In den Nachmittagsstunden traf gegen 16.00 Uhr in der Gegend Mühlenfeld-Tuchwalkstraße ein Panzerjagdkommando der HJ ein. Die sechszehenjährigen Jungen waren nicht aus Reinsdorf, sondern von außerhalb herangeführt worden. Geführt wurden sie von einem etwa Zwanzigjährigen, der jedoch wieder wegfuhr. Die drei Hitlerjungen waren nur mit Panzerfäusten ausgerüstet. Weitere Waffen hatten sie nicht. Sie hatten den Auftrag, aus dem Hinterhalt auf die sowjetischen Soldaten ihre Panzerfäuste abzuschießen. Die an der Straße wohnenden Einwohner waren darüber sehr ungehalten und fürchteten Vergeltungsmaßnahmen.
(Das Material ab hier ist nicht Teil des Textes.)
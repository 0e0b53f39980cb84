//! Tree nodes and the copy-on-write algorithms behind `Selection`.
//!
//! A node is either a leaf holding one selected interval, or an internal node
//! owning exactly two children plus the tightest interval bounding both.
//! Children sit behind `Arc` so that every edit rebuilds only the path from
//! the root to the touched leaf; everything else is shared with the previous
//! snapshot and never mutated.
//!
//! Complexity:
//! - contains: O(depth)
//! - insert: O(depth) plus a depth probe per gap insert
//! - remove: O(depth)
//!
//! Depth is not bounded by any rebalancing. Inserting into a gap descends
//! into the shallower child, which keeps typical selections shallow, but an
//! adversarial order can still build a chain as long as the number of blocks.

use std::sync::Arc;

use tracing::{debug, trace};

use super::interval::{Interval, Position};
use crate::error::SelectionError;

/// A node of the selection tree.
#[derive(Clone, Debug, PartialEq, Eq)]
pub enum Node {
    /// One contiguous block of selected positions.
    Leaf(Interval),
    /// Two subtrees, `left` entirely before `right`.
    Internal {
        /// Always `[left.start, right.end]`.
        bounds: Interval,
        left: Arc<Node>,
        right: Arc<Node>,
    },
}

/// The child an insert grew.
#[derive(Clone, Copy, Debug, PartialEq, Eq)]
enum Side {
    Left,
    Right,
}

impl Node {
    pub fn leaf(interval: Interval) -> Node {
        return Node::Leaf(interval);
    }

    /// Join two subtrees under a new internal node.
    ///
    /// Nothing checks that `left` precedes `right`; trees built this way are
    /// validated when turned into a `Selection`.
    pub fn internal(left: Node, right: Node) -> Node {
        let bounds = left.bounds().hull(&right.bounds());
        return Node::Internal {
            bounds,
            left: Arc::new(left),
            right: Arc::new(right),
        };
    }

    pub(crate) fn join(left: Arc<Node>, right: Arc<Node>) -> Node {
        let bounds = Interval::new_unchecked(left.bounds().start(), right.bounds().end());
        return Node::Internal { bounds, left, right };
    }

    /// The interval spanned by this subtree.
    #[inline]
    pub fn bounds(&self) -> Interval {
        return match self {
            Node::Leaf(interval) => *interval,
            Node::Internal { bounds, .. } => *bounds,
        };
    }

    #[inline]
    pub fn is_leaf(&self) -> bool {
        return matches!(self, Node::Leaf(_));
    }

    /// The two children of an internal node.
    pub fn children(&self) -> Option<(&Node, &Node)> {
        return match self {
            Node::Leaf(_) => None,
            Node::Internal { left, right, .. } => Some((left, right)),
        };
    }

    /// Length of the longest path from this node to a leaf, counting both ends.
    pub fn depth(&self) -> usize {
        return match self {
            Node::Leaf(_) => 1,
            Node::Internal { left, right, .. } => 1 + left.depth().max(right.depth()),
        };
    }

    pub fn contains(&self, index: Position) -> bool {
        let mut current = self;
        loop {
            match current {
                Node::Leaf(interval) => return interval.contains(index),
                Node::Internal { left, right, .. } => {
                    if left.bounds().contains(index) {
                        current = left;
                    } else if right.bounds().contains(index) {
                        current = right;
                    } else {
                        return false;
                    }
                }
            }
        }
    }
}

/// Union `range` into the subtree, returning the new subtree root.
pub(crate) fn insert(node: &Arc<Node>, range: Interval) -> Arc<Node> {
    let (bounds, left, right) = match node.as_ref() {
        Node::Leaf(current) => return insert_into_leaf(node, *current, range),
        Node::Internal { bounds, left, right } => (*bounds, left, right),
    };

    if bounds.precedes(&range) {
        trace!(%bounds, %range, "wrapping subtree, range far right");
        return Arc::new(Node::join(Arc::clone(node), Arc::new(Node::Leaf(range))));
    }
    if range.precedes(&bounds) {
        trace!(%bounds, %range, "wrapping subtree, range far left");
        return Arc::new(Node::join(Arc::new(Node::Leaf(range)), Arc::clone(node)));
    }

    let side = if left.bounds().touches(&range) {
        Side::Left
    } else if right.bounds().touches(&range) {
        Side::Right
    } else if left.depth() > right.depth() {
        // Range falls in the gap between the children: grow the shallower one.
        Side::Right
    } else {
        Side::Left
    };

    return match side {
        Side::Left => merge(insert(left, range), Arc::clone(right), Side::Left),
        Side::Right => merge(Arc::clone(left), insert(right, range), Side::Right),
    };
}

fn insert_into_leaf(node: &Arc<Node>, current: Interval, range: Interval) -> Arc<Node> {
    if current.covers(&range) {
        return Arc::clone(node);
    }
    if current.touches(&range) {
        return Arc::new(Node::Leaf(current.hull(&range)));
    }

    trace!(%current, %range, "splitting leaf");
    let fresh = Arc::new(Node::Leaf(range));
    if range.precedes(&current) {
        return Arc::new(Node::join(fresh, Arc::clone(node)));
    }
    return Arc::new(Node::join(Arc::clone(node), fresh));
}

/// Rebuild an internal node after one child grew, merging the children if
/// they now touch.
///
/// Leaves of the unchanged child that the grown child reaches are absorbed
/// into the grown child's boundary leaf. With two leaf children this
/// collapses the node into a single leaf.
fn merge(left: Arc<Node>, right: Arc<Node>, grown: Side) -> Arc<Node> {
    if left.bounds().precedes(&right.bounds()) {
        return Arc::new(Node::join(left, right));
    }

    return match grown {
        Side::Left => {
            let limit = left.bounds().end().saturating_add(1);
            let (rest, reach) = take_prefix(&right, limit);
            let widened = match reach {
                Some(end) => widen_last(&left, end),
                None => left,
            };
            match rest {
                Some(rest) => {
                    debug!(left = %widened.bounds(), right = %rest.bounds(), "absorbed leaves from right sibling");
                    Arc::new(Node::join(widened, rest))
                }
                None => {
                    debug!(bounds = %widened.bounds(), "collapsed node");
                    widened
                }
            }
        }
        Side::Right => {
            let limit = right.bounds().start();
            let (rest, reach) = take_suffix(&left, limit);
            let widened = match reach {
                Some(start) => widen_first(&right, start),
                None => right,
            };
            match rest {
                Some(rest) => {
                    debug!(left = %rest.bounds(), right = %widened.bounds(), "absorbed leaves from left sibling");
                    Arc::new(Node::join(rest, widened))
                }
                None => {
                    debug!(bounds = %widened.bounds(), "collapsed node");
                    widened
                }
            }
        }
    };
}

/// Remove every leaf starting at or before `limit`.
///
/// Returns what is left of the subtree and the largest end among the removed
/// leaves.
fn take_prefix(node: &Arc<Node>, limit: Position) -> (Option<Arc<Node>>, Option<Position>) {
    match node.as_ref() {
        Node::Leaf(interval) => {
            if interval.start() <= limit {
                return (None, Some(interval.end()));
            }
            return (Some(Arc::clone(node)), None);
        }
        Node::Internal { bounds, left, right } => {
            if bounds.start() > limit {
                return (Some(Arc::clone(node)), None);
            }
            let (left_rest, left_reach) = take_prefix(left, limit);
            if let Some(left_rest) = left_rest {
                return (Some(Arc::new(Node::join(left_rest, Arc::clone(right)))), left_reach);
            }
            let (right_rest, right_reach) = take_prefix(right, limit);
            return (right_rest, right_reach.or(left_reach));
        }
    }
}

/// Remove every leaf ending at or after `limit - 1`, i.e. every leaf that
/// overlaps or touches a block starting at `limit`.
///
/// Returns what is left of the subtree and the smallest start among the
/// removed leaves.
fn take_suffix(node: &Arc<Node>, limit: Position) -> (Option<Arc<Node>>, Option<Position>) {
    match node.as_ref() {
        Node::Leaf(interval) => {
            if interval.end().saturating_add(1) >= limit {
                return (None, Some(interval.start()));
            }
            return (Some(Arc::clone(node)), None);
        }
        Node::Internal { bounds, left, right } => {
            if bounds.end().saturating_add(1) < limit {
                return (Some(Arc::clone(node)), None);
            }
            let (right_rest, right_reach) = take_suffix(right, limit);
            if let Some(right_rest) = right_rest {
                return (Some(Arc::new(Node::join(Arc::clone(left), right_rest))), right_reach);
            }
            let (left_rest, left_reach) = take_suffix(left, limit);
            return (left_rest, left_reach.or(right_reach));
        }
    }
}

/// Extend the rightmost leaf so it ends no earlier than `end`.
fn widen_last(node: &Arc<Node>, end: Position) -> Arc<Node> {
    return match node.as_ref() {
        Node::Leaf(interval) if interval.end() >= end => Arc::clone(node),
        Node::Leaf(interval) => Arc::new(Node::Leaf(Interval::new_unchecked(interval.start(), end))),
        Node::Internal { left, right, .. } => {
            Arc::new(Node::join(Arc::clone(left), widen_last(right, end)))
        }
    };
}

/// Extend the leftmost leaf so it starts no later than `start`.
fn widen_first(node: &Arc<Node>, start: Position) -> Arc<Node> {
    return match node.as_ref() {
        Node::Leaf(interval) if interval.start() <= start => Arc::clone(node),
        Node::Leaf(interval) => Arc::new(Node::Leaf(Interval::new_unchecked(start, interval.end()))),
        Node::Internal { left, right, .. } => {
            Arc::new(Node::join(widen_first(left, start), Arc::clone(right)))
        }
    };
}

/// Remove a single position from the subtree.
///
/// `Ok(None)` means the subtree vanished.
pub(crate) fn remove(node: &Arc<Node>, index: Position) -> Result<Option<Arc<Node>>, SelectionError> {
    match node.as_ref() {
        Node::Leaf(interval) => {
            if !interval.contains(index) {
                return Err(SelectionError::PositionNotSelected { index });
            }
            let (start, end) = (interval.start(), interval.end());
            if start == end {
                return Ok(None);
            }
            if index == start {
                return Ok(Some(Arc::new(Node::Leaf(Interval::new_unchecked(index + 1, end)))));
            }
            if index == end {
                return Ok(Some(Arc::new(Node::Leaf(Interval::new_unchecked(start, index - 1)))));
            }
            debug!(%interval, index, "splitting leaf around deleted position");
            let before = Arc::new(Node::Leaf(Interval::new_unchecked(start, index - 1)));
            let after = Arc::new(Node::Leaf(Interval::new_unchecked(index + 1, end)));
            return Ok(Some(Arc::new(Node::join(before, after))));
        }
        Node::Internal { left, right, .. } => {
            if left.bounds().contains(index) {
                return Ok(match remove(left, index)? {
                    Some(left) => Some(Arc::new(Node::join(left, Arc::clone(right)))),
                    None => {
                        debug!(bounds = %right.bounds(), "promoting right sibling");
                        Some(Arc::clone(right))
                    }
                });
            }
            if right.bounds().contains(index) {
                return Ok(match remove(right, index)? {
                    Some(right) => Some(Arc::new(Node::join(Arc::clone(left), right))),
                    None => {
                        debug!(bounds = %left.bounds(), "promoting left sibling");
                        Some(Arc::clone(left))
                    }
                });
            }
            return Err(SelectionError::PositionNotSelected { index });
        }
    }
}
Die Jungen kamen in Zwiespalt. Einerseits der Befehl ihres HJ-Führers, andererseits hatten sie auch Angst. Sie sind im Wald Richtung Piesteritz verschwunden.
Siegfried Rölke kann sich noch gut daran erinnern und schilderte, wie im Mühlfeld vereinzelt Geschosse einschlugen. Sowjetische Soldaten gingen entlang der nach Straach führenden Bahnlinie langsam vor. Sie kamen aus Richtung Dobien. Ihre Familie hatte inzwischen Schutz im Keller gesucht. Gegen 18.00 Uhr kam der erste russiche Soldat in das Haus. Er suchte nach deutsche Soldaten. Inzwischen wurden in verschiedenen Häuser dieses Wohngebiets weiße Fahnen oder Tücher angebracht. Sie waren froh, dass es zu keinem Widerstand kam. Auch in den folgenden Wochen hatten sie durch die Truppen der Sowjetarmee keine Probleme.
Seine Eltern hatten in den Kriegsjahren gute Kontakte zu den Franzosen im Barackenlager, das im Stadtwald errichtet worden war.
Seine Mutter arbeitete dort als Köchin.
Von den französischen Arbeitern erhielten sie Hilfe. Sie bewachten die ersten Tage nach dem Zusammenbruch ihr Haus.
Siegfried Rölke erinnerte sich auch an die internationale Zusammenarbeit, die unter den Dach der katholischen Kirche organisiert wurde. Die französischen Zwangsarbeiter, die WASAG-Werk arbeiten, waren in Mehrheit Katholiken und echte Patrioten. Sie wollten ein baldiges Kriegsende. Für sie wurden durch die Familie Rölke Rundfunknachrichten von sogenannten Feindsendern übermittelt. Das war damals mehr als gefährlich. An dem Gottesdienst in der katholischen Kirche in Piesteritz nahmen auch polnische Zwangsarbeiter teil. Diese durften im Unterschied zu den Franzosen nur stehend dem Gottesdienst beiwohnen. Aber trotzdem war es möglich, gerade dort immer wieder Nachrichten auszutauschen und Verbindungen herzustellen.
Zurück nach Dobien
Auch Karl-Heinz Löwe und seine Mutter wollten möglichst schnell zurück nach Dobien. Nachdem Coswig durch die Rote Armee besetzt worden war, gab es keinen Grund mehr, sich weiter dort aufzuhalten. Für ihren Rückweg war ihnen die Straße über Möllensdorf zu unsicher.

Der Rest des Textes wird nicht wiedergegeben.